Mulheres foram conquistando espaços que muita gente jamais imaginaria há cerca de meio século, e a todos ganharam com isso. No entanto, é difícil acreditar que ainda hoje existam lugares em que sua submissão incondicional aos abusos de pais, maridos e filhos, até em questões estritamente pessoais conta como um ativo precioso quanto a avaliar a educação e os brios de uma mulher, o que nenhum relativismo cultural explica.
Aos 26 anos, Bassouma, a personagem-título de “Basma”, volta de Los Angeles para Jidá, sua cidade natal, na costa leste do Mar Vermelho, com muito mais que saudade e um fio de esperança na mala. A louvável estreia de Fatima Al Banawi na direção reflete um fenômeno cada vez mais recorrente no cinema do Oriente Médio: certas histórias fazem muito mais sentido quando contadas por quem as vive na carne. Al Banawi empresta corpo, intelecto e, o principal, uma alma sensível e atenta para a protagonista, visivelmente sem norte ao ter de voltar à Arábia Saudita sob o pretexto de realizar uma pesquisa para o doutorado em engenharia ambiental, mas sabe que esse regresso é, na verdade, um acerto de contas com o lugar de onde veio, com o passado, com a família.
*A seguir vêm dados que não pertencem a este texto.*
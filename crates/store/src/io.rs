//! N-Triples reading and writing
//!
//! N-Triples is the line-based subset of Turtle: absolute IRIs, no
//! prefixes, one statement per line. The writer produces canonical
//! N-Triples (also valid Turtle); the reader accepts N-Triples and
//! tolerates Turtle prefix/base directives by skipping them, which covers
//! the graph payloads returned by SPARQL endpoints in practice.

use crate::{Graph, StoreError, StoreResult};
use mirella_model::{Term, Triple};
use std::fmt::Write as _;

/// Serialise a graph as N-Triples
pub fn write_ntriples(graph: &Graph) -> String {
    let mut out = String::new();
    for triple in graph.iter() {
        write_term(&triple.subject, &mut out);
        out.push(' ');
        write_term(&triple.predicate, &mut out);
        out.push(' ');
        write_term(&triple.object, &mut out);
        out.push_str(" .\n");
    }
    out
}

/// Serialise a single term in N-Triples syntax
pub fn write_term(term: &Term, out: &mut String) {
    match term {
        Term::Iri(iri) => {
            let _ = write!(out, "<{}>", iri);
        }
        Term::BlankNode(label) => {
            let _ = write!(out, "_:{}", label);
        }
        Term::Literal(lit) => {
            out.push('"');
            for c in lit.lexical.chars() {
                match c {
                    '"' => out.push_str("\\\""),
                    '\\' => out.push_str("\\\\"),
                    '\n' => out.push_str("\\n"),
                    '\r' => out.push_str("\\r"),
                    '\t' => out.push_str("\\t"),
                    _ => out.push(c),
                }
            }
            out.push('"');
            if let Some(lang) = &lit.language {
                let _ = write!(out, "@{}", lang);
            } else if let Some(dt) = &lit.datatype {
                let _ = write!(out, "^^<{}>", dt);
            }
        }
        Term::Variable(name) => {
            // Variables never occur in ground graphs; emitted for diagnostics only.
            let _ = write!(out, "?{}", name);
        }
    }
}

/// Parse an N-Triples document into a graph
///
/// Blank lines and `#` comments are skipped, as are `@prefix`/`@base`
/// directives (their abbreviation machinery is never needed, because the
/// accepted input only uses absolute IRIs).
pub fn read_ntriples(input: &str) -> StoreResult<Graph> {
    let mut graph = Graph::new();

    for (idx, raw_line) in input.lines().enumerate() {
        let line = raw_line.trim();
        if line.is_empty() || line.starts_with('#') || line.starts_with('@') {
            continue;
        }

        let line_no = idx + 1;
        let mut scanner = Scanner::new(line, line_no);

        let subject = scanner.term()?;
        let predicate = scanner.term()?;
        let object = scanner.term()?;
        scanner.end_of_statement()?;

        graph
            .insert(Triple::new(subject, predicate, object))
            .map_err(|e| StoreError::Syntax {
                line: line_no,
                message: e.to_string(),
            })?;
    }

    Ok(graph)
}

/// Single-line N-Triples scanner
struct Scanner<'a> {
    rest: &'a str,
    line: usize,
}

impl<'a> Scanner<'a> {
    fn new(line: &'a str, line_no: usize) -> Self {
        Self {
            rest: line,
            line: line_no,
        }
    }

    fn error(&self, message: impl Into<String>) -> StoreError {
        StoreError::Syntax {
            line: self.line,
            message: message.into(),
        }
    }

    fn skip_ws(&mut self) {
        self.rest = self.rest.trim_start();
    }

    fn term(&mut self) -> StoreResult<Term> {
        self.skip_ws();
        if let Some(rest) = self.rest.strip_prefix('<') {
            let end = rest
                .find('>')
                .ok_or_else(|| self.error("unterminated IRI"))?;
            let iri = &rest[..end];
            self.rest = &rest[end + 1..];
            Ok(Term::iri(iri))
        } else if let Some(rest) = self.rest.strip_prefix("_:") {
            let end = rest
                .find(|c: char| c.is_whitespace())
                .unwrap_or(rest.len());
            let label = &rest[..end];
            if label.is_empty() {
                return Err(self.error("empty blank node label"));
            }
            self.rest = &rest[end..];
            Ok(Term::blank(label))
        } else if self.rest.starts_with('"') {
            self.literal()
        } else {
            Err(self.error(format!("unexpected token: {}", self.rest)))
        }
    }

    fn literal(&mut self) -> StoreResult<Term> {
        let body = &self.rest[1..];
        let mut lexical = String::new();
        let mut chars = body.char_indices();
        let mut closed_at = None;

        while let Some((i, c)) = chars.next() {
            match c {
                '"' => {
                    closed_at = Some(i);
                    break;
                }
                '\\' => {
                    let (_, esc) = chars
                        .next()
                        .ok_or_else(|| self.error("dangling escape in literal"))?;
                    match esc {
                        't' => lexical.push('\t'),
                        'n' => lexical.push('\n'),
                        'r' => lexical.push('\r'),
                        '"' => lexical.push('"'),
                        '\\' => lexical.push('\\'),
                        'u' | 'U' => {
                            let len = if esc == 'u' { 4 } else { 8 };
                            let mut code = String::with_capacity(len);
                            for _ in 0..len {
                                let (_, h) = chars
                                    .next()
                                    .ok_or_else(|| self.error("truncated unicode escape"))?;
                                code.push(h);
                            }
                            let value = u32::from_str_radix(&code, 16)
                                .map_err(|_| self.error("invalid unicode escape"))?;
                            let c = char::from_u32(value)
                                .ok_or_else(|| self.error("invalid unicode code point"))?;
                            lexical.push(c);
                        }
                        other => return Err(self.error(format!("unknown escape: \\{}", other))),
                    }
                }
                _ => lexical.push(c),
            }
        }

        let closed_at = closed_at.ok_or_else(|| self.error("unterminated literal"))?;
        self.rest = &body[closed_at + 1..];

        if let Some(rest) = self.rest.strip_prefix('@') {
            let end = rest
                .find(|c: char| c.is_whitespace())
                .unwrap_or(rest.len());
            let lang = &rest[..end];
            if lang.is_empty() {
                return Err(self.error("empty language tag"));
            }
            self.rest = &rest[end..];
            Ok(Term::literal_lang(&lexical, lang))
        } else if let Some(rest) = self.rest.strip_prefix("^^<") {
            let end = rest
                .find('>')
                .ok_or_else(|| self.error("unterminated datatype IRI"))?;
            let datatype = &rest[..end];
            self.rest = &rest[end + 1..];
            Ok(Term::literal_typed(&lexical, datatype))
        } else {
            Ok(Term::literal(&lexical))
        }
    }

    fn end_of_statement(&mut self) -> StoreResult<()> {
        self.skip_ws();
        match self.rest.strip_prefix('.') {
            Some(rest) if rest.trim().is_empty() => Ok(()),
            _ => Err(self.error("statement must end with '.'")),
        }
    }
}
//! Downstream product operations.
//!
//! The gateway forwards authorized requests to a `ProductService`. The
//! product catalogue and feedback store live outside this repository; the
//! service shipped here answers every operation with 501 until a backend is
//! wired in.

use crate::errors::GatewayError;
use bytes::Bytes;
use serde_json::Value;
use tracing::instrument;

/// Operations reachable behind the token gate.
#[async_trait::async_trait]
pub trait ProductService: Send + Sync {
    /// List the product catalogue as a JSON document.
    async fn list_products(&self) -> Result<Value, GatewayError>;

    /// Submit feedback for the product identified by `slug`.
    ///
    /// `body` is the request body exactly as received.
    async fn add_feedback(&self, slug: &str, body: Bytes) -> Result<(), GatewayError>;
}

/// Placeholder backend: every operation is not implemented.
#[derive(Debug, Default, Clone, Copy)]
pub struct UnimplementedProductService;

#[async_trait::async_trait]
impl ProductService for UnimplementedProductService {
    #[instrument(skip_all, name = "gw.services.list_products")]
    async fn list_products(&self) -> Result<Value, GatewayError> {
        Err(GatewayError::NotImplemented("list_products".to_string()))
    }

    #[instrument(skip_all, name = "gw.services.add_feedback", fields(slug = %slug))]
    async fn add_feedback(&self, slug: &str, _body: Bytes) -> Result<(), GatewayError> {
        Err(GatewayError::NotImplemented("add_feedback".to_string()))
    }
}

/// Mock product service module for testing.
///
/// Records every call so tests can assert whether a downstream operation ran.
pub mod mock {
    use super::*;
    use std::sync::atomic::{AtomicUsize, Ordering};
    use tokio::sync::Mutex;

    /// A recorded `add_feedback` call.
    #[derive(Debug, Clone, PartialEq, Eq)]
    pub struct FeedbackCall {
        pub slug: String,
        pub body: Bytes,
    }

    /// Mock product service.
    pub struct MockProductService {
        /// Catalogue returned by `list_products`.
        products: Value,
        /// Whether to return errors.
        return_error: bool,
        list_calls: AtomicUsize,
        feedback_calls: Mutex<Vec<FeedbackCall>>,
    }

    impl MockProductService {
        /// Create a mock that serves `products` and accepts all feedback.
        pub fn with_products(products: Value) -> Self {
            Self {
                products,
                return_error: false,
                list_calls: AtomicUsize::new(0),
                feedback_calls: Mutex::new(Vec::new()),
            }
        }

        /// Create a mock with an empty catalogue.
        pub fn accepting() -> Self {
            Self::with_products(Value::Array(Vec::new()))
        }

        /// Create a mock whose operations fail with 503.
        pub fn failing() -> Self {
            Self {
                return_error: true,
                ..Self::accepting()
            }
        }

        /// Number of `list_products` calls made.
        pub fn list_call_count(&self) -> usize {
            self.list_calls.load(Ordering::SeqCst)
        }

        /// All `add_feedback` calls made, in order.
        pub async fn feedback_calls(&self) -> Vec<FeedbackCall> {
            self.feedback_calls.lock().await.clone()
        }

        /// Number of downstream calls of any kind.
        pub async fn total_call_count(&self) -> usize {
            self.list_call_count() + self.feedback_calls.lock().await.len()
        }
    }

    #[async_trait::async_trait]
    impl ProductService for MockProductService {
        async fn list_products(&self) -> Result<Value, GatewayError> {
            self.list_calls.fetch_add(1, Ordering::SeqCst);

            if self.return_error {
                return Err(GatewayError::ServiceUnavailable(
                    "Mock product service error".to_string(),
                ));
            }

            Ok(self.products.clone())
        }

        async fn add_feedback(&self, slug: &str, body: Bytes) -> Result<(), GatewayError> {
            self.feedback_calls.lock().await.push(FeedbackCall {
                slug: slug.to_string(),
                body,
            });

            if self.return_error {
                return Err(GatewayError::ServiceUnavailable(
                    "Mock product service error".to_string(),
                ));
            }

            Ok(())
        }
    }

}

#[cfg(test)]
mod tests {
    use super::*;

    #[tokio::test]
    async fn test_unimplemented_list_products() {
        let result = UnimplementedProductService.list_products().await;
        assert!(matches!(result, Err(GatewayError::NotImplemented(_))));
    }

    #[tokio::test]
    async fn test_unimplemented_add_feedback() {
        let result = UnimplementedProductService
            .add_feedback("widget-1", Bytes::from_static(b"great"))
            .await;
        assert!(matches!(result, Err(GatewayError::NotImplemented(op)) if op == "add_feedback"));
    }
}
Consigo mesma.
Se a vida tem surpresas, o amor não é nada menos que o encadeamento de fenômenos em que a subversão da lógica é a única lei. Como as ilusões nunca precisaram de justificativa ou licença, a humanidade permanece se deixando levar por uma ideia de mundo perfeito que, claro, contempla em grande medida, na maior medida possível, o conceito do amor como uma força verdadeiramente poderosa, e como tal, refratária a todo mecanismo de controle.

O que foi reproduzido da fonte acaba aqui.